(Collected data entries)
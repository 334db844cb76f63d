pub mod fakes;
pub mod session;
use clap::Args;
use lambda_deploy_core::config::{DeploymentConfig, DEFAULT_IMAGE_TAG, DEFAULT_REPO_NAME};
use lambda_deploy_core::stages::Stage;
use serde_json::json;

use crate::adapters::identity::IdentityResolver;
use crate::error::DeployError;
use crate::logging::{log_error, log_info};
use crate::stages::StageOutcome;

const COMPONENT: &str = "identity";

#[derive(Debug, Clone, PartialEq, Eq, Args)]
pub struct IdentityOptions {
    /// ECR repository that will hold the service image
    #[arg(long, env = "ECR_REPO_NAME", default_value = DEFAULT_REPO_NAME)]
    pub repo_name: String,
    /// Tag pushed to the repository
    #[arg(long, env = "ECR_IMAGE_TAG", default_value = DEFAULT_IMAGE_TAG)]
    pub image_tag: String,
    /// Name of the Lambda function created from the image
    #[arg(long, env = "LAMBDA_FUNCTION_NAME")]
    pub function_name: Option<String>,
}

impl Default for IdentityOptions {
    fn default() -> Self {
        Self {
            repo_name: DEFAULT_REPO_NAME.to_string(),
            image_tag: DEFAULT_IMAGE_TAG.to_string(),
            function_name: None,
        }
    }
}

/// Resolves the caller identity and builds the configuration record that
/// every later stage reads. Nothing is persisted here: on failure the caller
/// has nothing to write, so an existing record is never clobbered.
pub fn resolve_identity(
    resolver: &dyn IdentityResolver,
    existing: Option<&DeploymentConfig>,
    options: &IdentityOptions,
) -> Result<(DeploymentConfig, StageOutcome), DeployError> {
    let identity = resolver.caller_identity().map_err(|message| {
        log_error(
            COMPONENT,
            "caller_identity_failed",
            json!({ "error": message.clone() }),
        );
        DeployError::Credentials { message }
    })?;

    let Some(region) = identity.region.clone().filter(|value| !value.is_empty()) else {
        return Err(DeployError::Credentials {
            message: "no AWS region is configured".to_string(),
        });
    };

    let mut config = DeploymentConfig::new(
        identity.account_id.clone(),
        region,
        options.repo_name.clone(),
        options.image_tag.clone(),
    )?;

    let mut carried_over = false;
    if let Some(existing) = existing {
        config.lambda_function_name = existing.lambda_function_name.clone();
        config.extra = existing.extra.clone();
        let same_target = existing.aws_account_id == config.aws_account_id
            && existing.aws_region == config.aws_region;
        if same_target {
            if existing.ecr_repo_name == config.ecr_repo_name {
                config.ecr_uri = existing.ecr_uri.clone();
            }
            config.api_id = existing.api_id.clone();
            config.api_resource_id = existing.api_resource_id.clone();
            config.api_stage_name = existing.api_stage_name.clone();
            carried_over = true;
        } else {
            config.clear_derived();
        }
    }
    if let Some(function_name) = &options.function_name {
        config.lambda_function_name = Some(function_name.clone());
    }
    config.validate()?;

    log_info(
        COMPONENT,
        "caller_identity_resolved",
        json!({
            "account_id": config.aws_account_id.clone(),
            "region": config.aws_region.clone(),
            "arn": identity.arn.clone(),
            "derived_values_kept": carried_over,
        }),
    );

    let outcome = StageOutcome::new(
        Stage::Identity,
        format!(
            "account {} in {}",
            config.aws_account_id, config.aws_region
        ),
        json!({
            "account_id": config.aws_account_id.clone(),
            "region": config.aws_region.clone(),
            "arn": identity.arn,
            "repository": config.ecr_repo_name.clone(),
            "image_tag": config.ecr_image_tag.clone(),
            "function_name": config.lambda_function_name.clone(),
        }),
    );
    Ok((config, outcome))
}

• **THE PROBLEM**
What is needed here is an exact copy of all the records above.

• **FINAL ANSWER**
repository 334db844cb76f63d
pub mod fakes;
pub mod session;
use clap::Args;
use lambda_deploy_core::config::{DeploymentConfig, DEFAULT_IMAGE_TAG, DEFAULT_REPO_NAME};
use lambda_deploy_core::stages::Stage;
use serde_json::json;

use crate::adapters::identity::IdentityResolver;
use crate::error::DeployError;
use crate::logging::{log_error, log_info};
use crate::stages::StageOutcome;

const COMPONENT: &str = "identity";

#[derive(Debug, Clone, PartialEq, Eq, Args)]
pub struct IdentityOptions {
    /// ECR repository that will hold the service image
    #[arg(long, env = "ECR_REPO_NAME", default_value = DEFAULT_REPO_NAME)]
    pub repo_name: String,
    /// Tag pushed to the repository
    #[arg(long, env = "ECR_IMAGE_TAG", default_value = DEFAULT_IMAGE_TAG)]
    pub image_tag: String,
    /// Name of the Lambda function created from the image
    #[arg(long, env = "LAMBDA_FUNCTION_NAME")]
    pub function_name: Option<String>,
}

impl Default for IdentityOptions {
    fn default() -> Self {
        Self {
            repo_name: DEFAULT_REPO_NAME.to_string(),
            image_tag: DEFAULT_IMAGE_TAG.to_string(),
            function_name: None,
        }
    }
}

/// Resolves the caller identity and builds the configuration record that
/// every later stage reads. Nothing is persisted here: on failure the caller
/// has nothing to write, so an existing record is never clobbered.
pub fn resolve_identity(
    resolver: &dyn IdentityResolver,
    existing: Option<&DeploymentConfig>,
    options: &IdentityOptions,
) -> Result<(DeploymentConfig, StageOutcome), DeployError> {
    let identity = resolver.caller_identity().map_err(|message| {
        log_error(
            COMPONENT,
            "caller_identity_failed",
            json!({ "error": message.clone() }),
        );
        DeployError::Credentials { message }
    })?;

    let Some(region) = identity.region.clone().filter(|value| !value.is_empty()) else {
        return Err(DeployError::Credentials {
            message: "no AWS region is configured".to_string(),
        });
    };

    let mut config = DeploymentConfig::new(
        identity.account_id.clone(),
        region,
        options.repo_name.clone(),
        options.image_tag.clone(),
    )?;

    let mut carried_over = false;
    if let Some(existing) = existing {
        config.lambda_function_name = existing.lambda_function_name.clone();
        config.extra = existing.extra.clone();
        let same_target = existing.aws_account_id == config.aws_account_id
            && existing.aws_region == config.aws_region;
        if same_target {
            if existing.ecr_repo_name == config.ecr_repo_name {
                config.ecr_uri = existing.ecr_uri.clone();
            }
            config.api_id = existing.api_id.clone();
            config.api_resource_id = existing.api_resource_id.clone();
            config.api_stage_name = existing.api_stage_name.clone();
            carried_over = true;
        } else {
            config.clear_derived();
        }
    }
    if let Some(function_name) = &options.function_name {
        config.lambda_function_name = Some(function_name.clone());
    }
    config.validate()?;

    log_info(
        COMPONENT,
        "caller_identity_resolved",
        json!({
            "account_id": config.aws_account_id.clone(),
            "region": config.aws_region.clone(),
            "arn": identity.arn.clone(),
            "derived_values_kept": carried_over,
        }),
    );

    let outcome = StageOutcome::new(
        Stage::Identity,
        format!(
            "account {} in {}",
            config.aws_account_id, config.aws_region
        ),
        json!({
            "account_id": config.aws_account_id.clone(),
            "region": config.aws_region.clone(),
            "arn": identity.arn,
            "repository": config.ecr_repo_name.clone(),
            "image_tag": config.ecr_image_tag.clone(),
            "function_name": config.lambda_function_name.clone(),
        }),
    );
    Ok((config, outcome))
}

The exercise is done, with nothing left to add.